Segment Start: DATA TO PROCESS

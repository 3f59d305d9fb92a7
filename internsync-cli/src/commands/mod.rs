pub mod daemon;
pub mod diff;
pub mod extract;
pub mod init;
pub mod status;
pub mod sync;

use std::path::{Path, PathBuf};

use anyhow::{Context, Result};
use clap::Args;

use internsync_core::{config, Config, SheetBackendKind};
use internsync_sync::{
    pipeline::{self, Collaborators, RunOptions},
    FileFingerprintStore, RunOutcome,
};

/// Flags that override `config.yaml` and the environment for one command.
#[derive(Args, Debug, Default, Clone)]
pub struct ConfigOverrides {
    /// README URL or local path to read instead of the configured source.
    #[arg(long, value_name = "URL|PATH")]
    pub source: Option<String>,

    /// Use a local JSON document as the spreadsheet.
    #[arg(long, value_name = "PATH")]
    pub sheet_file: Option<PathBuf>,
}

pub fn home() -> Result<PathBuf> {
    config::home().context("could not determine home directory")
}

/// Defaults, then `config.yaml`, then the environment, then `overrides`.
pub fn resolve_config(home: &Path, overrides: &ConfigOverrides) -> Result<Config> {
    let mut config = config::load_at(home)
        .with_context(|| format!("failed to load {}", config::config_path_at(home).display()))?;
    config.apply_env();
    if let Some(source) = overrides.source.clone() {
        config.source = source;
    }
    if let Some(path) = overrides.sheet_file.clone() {
        config.sheet.backend = SheetBackendKind::File;
        config.sheet.path = Some(path);
    }
    config
        .validate()
        .context("invalid configuration; run `internsync init` or pass --source/--sheet-file")?;
    tracing::debug!(
        source = %config.source,
        backend = ?config.sheet.backend,
        "resolved configuration"
    );
    Ok(config)
}

/// Build the real collaborators for `config` and run the pipeline once.
pub fn run_pipeline(
    home: &Path,
    config: &Config,
    dry_run: bool,
    force: bool,
) -> Result<RunOutcome> {
    let source = internsync_io::source_for(&config.source);
    let mut sheet = internsync_io::sheet_backend(config).context("failed to open spreadsheet")?;
    let mut fingerprints = FileFingerprintStore::at(home);

    let opts = RunOptions {
        dry_run,
        force,
        ..RunOptions::from_config(config)
    };
    let outcome = pipeline::run(
        &mut Collaborators {
            source: source.as_ref(),
            sheet: sheet.as_mut(),
            fingerprints: &mut fingerprints,
        },
        &opts,
    )
    .with_context(|| format!("sync failed for '{}'", config.source))?;
    Ok(outcome)
}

Segment End: DATA TO PROCESS

## WHAT YOU WILL DO:
Each line above must be printed exactly as it appears.

## RESULT FOR THIS TASK:
repository 3f59d305d9fb92a7
filename internsync-cli/src/commands/mod.rs
pub mod daemon;
pub mod diff;
pub mod extract;
pub mod init;
pub mod status;
pub mod sync;

use std::path::{Path, PathBuf};

use anyhow::{Context, Result};
use clap::Args;

use internsync_core::{config, Config, SheetBackendKind};
use internsync_sync::{
    pipeline::{self, Collaborators, RunOptions},
    FileFingerprintStore, RunOutcome,
};

/// Flags that override `config.yaml` and the environment for one command.
#[derive(Args, Debug, Default, Clone)]
pub struct ConfigOverrides {
    /// README URL or local path to read instead of the configured source.
    #[arg(long, value_name = "URL|PATH")]
    pub source: Option<String>,

    /// Use a local JSON document as the spreadsheet.
    #[arg(long, value_name = "PATH")]
    pub sheet_file: Option<PathBuf>,
}

pub fn home() -> Result<PathBuf> {
    config::home().context("could not determine home directory")
}

/// Defaults, then `config.yaml`, then the environment, then `overrides`.
pub fn resolve_config(home: &Path, overrides: &ConfigOverrides) -> Result<Config> {
    let mut config = config::load_at(home)
        .with_context(|| format!("failed to load {}", config::config_path_at(home).display()))?;
    config.apply_env();
    if let Some(source) = overrides.source.clone() {
        config.source = source;
    }
    if let Some(path) = overrides.sheet_file.clone() {
        config.sheet.backend = SheetBackendKind::File;
        config.sheet.path = Some(path);
    }
    config
        .validate()
        .context("invalid configuration; run `internsync init` or pass --source/--sheet-file")?;
    tracing::debug!(
        source = %config.source,
        backend = ?config.sheet.backend,
        "resolved configuration"
    );
    Ok(config)
}

/// Build the real collaborators for `config` and run the pipeline once.
pub fn run_pipeline(
    home: &Path,
    config: &Config,
    dry_run: bool,
    force: bool,
) -> Result<RunOutcome> {
    let source = internsync_io::source_for(&config.source);
    let mut sheet = internsync_io::sheet_backend(config).context("failed to open spreadsheet")?;
    let mut fingerprints = FileFingerprintStore::at(home);

    let opts = RunOptions {
        dry_run,
        force,
        ..RunOptions::from_config(config)
    };
    let outcome = pipeline::run(
        &mut Collaborators {
            source: source.as_ref(),
            sheet: sheet.as_mut(),
            fingerprints: &mut fingerprints,
        },
        &opts,
    )
    .with_context(|| format!("sync failed for '{}'", config.source))?;
    Ok(outcome)
}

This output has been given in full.